BEGIN Records

//! DDL Round-Trip Tests
//!
//! The schema-qualification invariant, end to end: a command captured
//! on one node and replayed verbatim against a clean peer produces a
//! structurally identical object, whatever either session's search
//! path says.

use duplexdb::capture::{replicate_ddl_command, QueueWriter, TAG_SQL};
use duplexdb::catalog;
use duplexdb::engine::{
    DdlExecutor, EventTriggerContext, EventTriggerKind, MemoryEngine, RelationCatalog,
    RelationMeta,
};
use duplexdb::session::{ReplayMode, SessionContext};

// =============================================================================
// Helper Functions
// =============================================================================

const CREATE_ORDERS: &str = "CREATE TABLE app.orders \
    (id BIGINT NOT NULL, note TEXT, placed_at TIMESTAMPTZ NOT NULL, PRIMARY KEY (id))";

fn node(name: &str) -> MemoryEngine {
    let engine = MemoryEngine::new(name, "appdb");
    catalog::bootstrap(&engine).unwrap();
    engine
}

/// Structure of a relation minus node-local identity.
fn shape(meta: &RelationMeta) -> (String, Vec<(String, bool)>, Vec<String>, Option<usize>) {
    (
        meta.qualified_name(),
        meta.columns
            .iter()
            .map(|c| (c.name.clone(), c.nullable))
            .collect(),
        meta.indexes.iter().map(|i| i.name.clone()).collect(),
        meta.replica_identity,
    )
}

// =============================================================================
// Round Trip
// =============================================================================

/// Capture on node A, replay the exact command_text on node B, compare
/// structures.
#[test]
fn test_captured_text_replays_identically() {
    let origin = node("node_a");
    let session = SessionContext::new("ada", "appdb");
    session.set_search_path(vec!["app".to_string()]);

    let txn = origin.begin();
    replicate_ddl_command(&session, txn, &origin, CREATE_ORDERS).unwrap();
    origin.commit(txn);

    let commands = catalog::committed_commands(&origin).unwrap();
    assert_eq!(commands.len(), 1);
    assert_eq!(commands[0].command_tag, TAG_SQL);

    // Replay on a clean peer, as the applier would: remote origin set,
    // empty bootstrap schema.
    let peer = node("node_b");
    let peer_session = SessionContext::new("repl_apply", "appdb");
    let _replay = peer_session.enter_replay(ReplayMode::RemoteOrigin);
    let peer_txn = peer.begin();
    peer.execute_ddl(peer_txn, &commands[0].command_text, peer_session.actor())
        .unwrap();
    peer.commit(peer_txn);

    let original = origin.relation_by_name("app", "orders").unwrap();
    let replayed = peer.relation_by_name("app", "orders").unwrap();
    assert_eq!(shape(&original), shape(&replayed));
}

/// Replay on the peer must not be captured again: the peer's queue
/// stays empty.
#[test]
fn test_replay_does_not_recapture() {
    let origin = node("node_a");
    let session = SessionContext::new("ada", "appdb");
    let txn = origin.begin();
    replicate_ddl_command(&session, txn, &origin, CREATE_ORDERS).unwrap();
    origin.commit(txn);
    let commands = catalog::committed_commands(&origin).unwrap();

    let peer = node("node_b");
    let peer_session = SessionContext::new("repl_apply", "appdb");
    let peer_txn = peer.begin();
    {
        let _replay = peer_session.enter_replay(ReplayMode::RemoteOrigin);
        peer.execute_ddl(peer_txn, &commands[0].command_text, peer_session.actor())
            .unwrap();
        // Host fires the completion callback during replay too; the
        // origin flag keeps it quiet.
        let writer = QueueWriter::new(&peer);
        let queued = writer
            .on_ddl_command_end(
                &peer_session,
                peer_txn,
                &EventTriggerContext {
                    kind: EventTriggerKind::DdlCommandEnd,
                },
                &peer,
            )
            .unwrap();
        assert_eq!(queued, 0);
    }
    peer.commit(peer_txn);

    assert!(catalog::committed_commands(&peer).unwrap().is_empty());
}

/// The unwrapped local path: the host executes DDL, the completion
/// callback captures the introspected canonical text, and that text
/// replays cleanly too.
#[test]
fn test_introspected_capture_round_trips() {
    let origin = node("node_a");
    let session = SessionContext::new("ada", "appdb");

    let txn = origin.begin();
    origin.execute_ddl(txn, CREATE_ORDERS, session.actor()).unwrap();
    let writer = QueueWriter::new(&origin);
    let queued = writer
        .on_ddl_command_end(
            &session,
            txn,
            &EventTriggerContext {
                kind: EventTriggerKind::DdlCommandEnd,
            },
            &origin,
        )
        .unwrap();
    assert_eq!(queued, 1);
    origin.commit(txn);

    let commands = catalog::committed_commands(&origin).unwrap();
    let peer = node("node_b");
    let peer_txn = peer.begin();
    peer.execute_ddl(peer_txn, &commands[0].command_text, "repl_apply")
        .unwrap();
    peer.commit(peer_txn);

    let original = origin.relation_by_name("app", "orders").unwrap();
    let replayed = peer.relation_by_name("app", "orders").unwrap();
    assert_eq!(shape(&original), shape(&replayed));
}
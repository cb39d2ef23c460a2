//! Canonical DDL rendering and replay
//!
//! Captured command text must replay identically on every node, so the
//! reference engine only ever emits one canonical, fully-qualified form
//! per object and only accepts that form back. This is deliberately not
//! a SQL parser; it recognizes exactly the statements the engine itself
//! renders:
//!
//! - `CREATE [UNLOGGED | TEMPORARY] TABLE schema.name (...)`
//! - `DROP TABLE schema.name`

use super::errors::{EngineError, EngineResult};
use super::relation::{quote_identifier, quote_qualified, ColumnType, Persistence};

/// One column of a table definition.
#[derive(Debug, Clone, PartialEq, Eq)]
pub struct ColumnSpec {
    /// Column name
    pub name: String,
    /// Value type
    pub column_type: ColumnType,
    /// Whether NULL is a legal value
    pub nullable: bool,
}

/// A table definition, the unit the reference engine creates and
/// renders.
#[derive(Debug, Clone, PartialEq, Eq)]
pub struct TableSpec {
    /// Schema name
    pub schema: String,
    /// Table name
    pub name: String,
    /// Persistence class
    pub persistence: Persistence,
    /// Columns in declaration order
    pub columns: Vec<ColumnSpec>,
    /// Primary-key column names, empty for none
    pub primary_key: Vec<String>,
}

impl TableSpec {
    /// Renders the canonical, fully-qualified statement for this table.
    ///
    /// The rendering never depends on any session search path.
    pub fn render(&self) -> String {
        let mut out = String::from("CREATE ");
        match self.persistence {
            Persistence::Permanent => {}
            Persistence::Unlogged => out.push_str("UNLOGGED "),
            Persistence::Temporary => out.push_str("TEMPORARY "),
        }
        out.push_str("TABLE ");
        out.push_str(&quote_qualified(&self.schema, &self.name));
        out.push_str(" (");
        let mut sep = "";
        for col in &self.columns {
            out.push_str(sep);
            out.push_str(&quote_identifier(&col.name));
            out.push(' ');
            out.push_str(col.column_type.keyword());
            if !col.nullable {
                out.push_str(" NOT NULL");
            }
            sep = ", ";
        }
        if !self.primary_key.is_empty() {
            out.push_str(sep);
            out.push_str("PRIMARY KEY (");
            let mut ksep = "";
            for key in &self.primary_key {
                out.push_str(ksep);
                out.push_str(&quote_identifier(key));
                ksep = ", ";
            }
            out.push(')');
        }
        out.push(')');
        out
    }
}

/// A parsed canonical statement.
#[derive(Debug, Clone, PartialEq, Eq)]
pub enum DdlCommand {
    /// Create a table
    CreateTable(TableSpec),
    /// Drop a table by qualified name
    DropTable {
        /// Schema name
        schema: String,
        /// Table name
        name: String,
    },
}

impl DdlCommand {
    /// Parses canonical command text.
    pub fn parse(text: &str) -> EngineResult<Self> {
        let mut tokens = Tokens::lex(text)?;
        let command = match tokens.expect_word()?.as_str() {
            "CREATE" => parse_create(&mut tokens)?,
            "DROP" => parse_drop(&mut tokens)?,
            other => {
                return Err(EngineError::DdlParse(format!(
                    "unrecognized statement head {other:?}"
                )))
            }
        };
        tokens.expect_end()?;
        Ok(command)
    }

    /// Renders the canonical text for this command.
    pub fn render(&self) -> String {
        match self {
            DdlCommand::CreateTable(spec) => spec.render(),
            DdlCommand::DropTable { schema, name } => {
                format!("DROP TABLE {}", quote_qualified(schema, name))
            }
        }
    }
}

fn parse_create(tokens: &mut Tokens) -> EngineResult<DdlCommand> {
    let mut persistence = Persistence::Permanent;
    let mut word = tokens.expect_word()?;
    if word == "UNLOGGED" {
        persistence = Persistence::Unlogged;
        word = tokens.expect_word()?;
    } else if word == "TEMPORARY" {
        persistence = Persistence::Temporary;
        word = tokens.expect_word()?;
    }
    if word != "TABLE" {
        return Err(EngineError::DdlParse(format!(
            "expected TABLE, found {word:?}"
        )));
    }

    let (schema, name) = parse_qualified_name(tokens)?;
    tokens.expect(Token::LParen)?;

    let mut columns = Vec::new();
    let mut primary_key = Vec::new();
    loop {
        if tokens.peek_word("PRIMARY") {
            tokens.expect_word()?; // PRIMARY
            let key = tokens.expect_word()?;
            if key != "KEY" {
                return Err(EngineError::DdlParse(format!(
                    "expected KEY after PRIMARY, found {key:?}"
                )));
            }
            tokens.expect(Token::LParen)?;
            loop {
                primary_key.push(tokens.expect_identifier()?);
                if !tokens.eat(Token::Comma) {
                    break;
                }
            }
            tokens.expect(Token::RParen)?;
        } else {
            let col_name = tokens.expect_identifier()?;
            let type_word = tokens.expect_word()?;
            let column_type = ColumnType::from_keyword(&type_word).ok_or_else(|| {
                EngineError::DdlParse(format!("unknown column type {type_word:?}"))
            })?;
            let mut nullable = true;
            if tokens.peek_word("NOT") {
                tokens.expect_word()?; // NOT
                let null_word = tokens.expect_word()?;
                if null_word != "NULL" {
                    return Err(EngineError::DdlParse(format!(
                        "expected NULL after NOT, found {null_word:?}"
                    )));
                }
                nullable = false;
            }
            columns.push(ColumnSpec {
                name: col_name,
                column_type,
                nullable,
            });
        }
        if !tokens.eat(Token::Comma) {
            break;
        }
    }
    tokens.expect(Token::RParen)?;

    Ok(DdlCommand::CreateTable(TableSpec {
        schema,
        name,
        persistence,
        columns,
        primary_key,
    }))
}

fn parse_drop(tokens: &mut Tokens) -> EngineResult<DdlCommand> {
    let word = tokens.expect_word()?;
    if word != "TABLE" {
        return Err(EngineError::DdlParse(format!(
            "expected TABLE after DROP, found {word:?}"
        )));
    }
    let (schema, name) = parse_qualified_name(tokens)?;
    Ok(DdlCommand::DropTable { schema, name })
}

/// Qualified names are mandatory: replay must not depend on any search
/// path, so a bare table name is a parse error.
fn parse_qualified_name(tokens: &mut Tokens) -> EngineResult<(String, String)> {
    let schema = tokens.expect_identifier()?;
    if !tokens.eat(Token::Dot) {
        return Err(EngineError::DdlParse(format!(
            "relation name {schema:?} is not schema-qualified"
        )));
    }
    let name = tokens.expect_identifier()?;
    Ok((schema, name))
}

#[derive(Debug, Clone, PartialEq, Eq)]
enum Token {
    /// Bare word: keyword or plain identifier
    Word(String),
    /// Quoted identifier, unescaped
    Quoted(String),
    LParen,
    RParen,
    Comma,
    Dot,
}

struct Tokens {
    tokens: Vec<Token>,
    position: usize,
}

impl Tokens {
    fn lex(text: &str) -> EngineResult<Self> {
        let mut tokens = Vec::new();
        let mut chars = text.chars().peekable();
        while let Some(&c) = chars.peek() {
            match c {
                ' ' | '\t' | '\n' | '\r' => {
                    chars.next();
                }
                '(' => {
                    chars.next();
                    tokens.push(Token::LParen);
                }
                ')' => {
                    chars.next();
                    tokens.push(Token::RParen);
                }
                ',' => {
                    chars.next();
                    tokens.push(Token::Comma);
                }
                '.' => {
                    chars.next();
                    tokens.push(Token::Dot);
                }
                '"' => {
                    chars.next();
                    let mut ident = String::new();
                    loop {
                        match chars.next() {
                            Some('"') => {
                                // Doubled quote is an escaped quote.
                                if chars.peek() == Some(&'"') {
                                    chars.next();
                                    ident.push('"');
                                } else {
                                    break;
                                }
                            }
                            Some(c) => ident.push(c),
                            None => {
                                return Err(EngineError::DdlParse(
                                    "unterminated quoted identifier".to_string(),
                                ))
                            }
                        }
                    }
                    tokens.push(Token::Quoted(ident));
                }
                c if c.is_ascii_alphanumeric() || c == '_' => {
                    let mut word = String::new();
                    while let Some(&c) = chars.peek() {
                        if c.is_ascii_alphanumeric() || c == '_' {
                            word.push(c);
                            chars.next();
                        } else {
                            break;
                        }
                    }
                    tokens.push(Token::Word(word));
                }
                other => {
                    return Err(EngineError::DdlParse(format!(
                        "unexpected character {other:?}"
                    )))
                }
            }
        }
        Ok(Self {
            tokens,
            position: 0,
        })
    }

    fn next(&mut self) -> Option<Token> {
        let token = self.tokens.get(self.position).cloned();
        if token.is_some() {
            self.position += 1;
        }
        token
    }

    fn expect(&mut self, expected: Token) -> EngineResult<()> {
        match self.next() {
            Some(token) if token == expected => Ok(()),
            other => Err(EngineError::DdlParse(format!(
                "expected {expected:?}, found {other:?}"
            ))),
        }
    }

    fn eat(&mut self, expected: Token) -> bool {
        if self.tokens.get(self.position) == Some(&expected) {
            self.position += 1;
            true
        } else {
            false
        }
    }

    fn peek_word(&self, word: &str) -> bool {
        matches!(self.tokens.get(self.position), Some(Token::Word(w)) if w == word)
    }

    fn expect_word(&mut self) -> EngineResult<String> {
        match self.next() {
            Some(Token::Word(w)) => Ok(w),
            other => Err(EngineError::DdlParse(format!(
                "expected word, found {other:?}"
            ))),
        }
    }

    /// Accepts either a quoted identifier or a plain bare word.
    fn expect_identifier(&mut self) -> EngineResult<String> {
        match self.next() {
            Some(Token::Quoted(s)) => Ok(s),
            Some(Token::Word(w)) => Ok(w),
            other => Err(EngineError::DdlParse(format!(
                "expected identifier, found {other:?}"
            ))),
        }
    }

    fn expect_end(&mut self) -> EngineResult<()> {
        match self.next() {
            None => Ok(()),
            Some(token) => Err(EngineError::DdlParse(format!(
                "trailing token {token:?}"
            ))),
        }
    }
}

END Records

Exercise description:
Look for the string "bool" in the records, and copy every line where it is found.

Finished task:
fn shape(meta: &RelationMeta) -> (String, Vec<(String, bool)>, Vec<String>, Option<usize>) {
    pub nullable: bool,
    fn eat(&mut self, expected: Token) -> bool {
    fn peek_word(&self, word: &str) -> bool {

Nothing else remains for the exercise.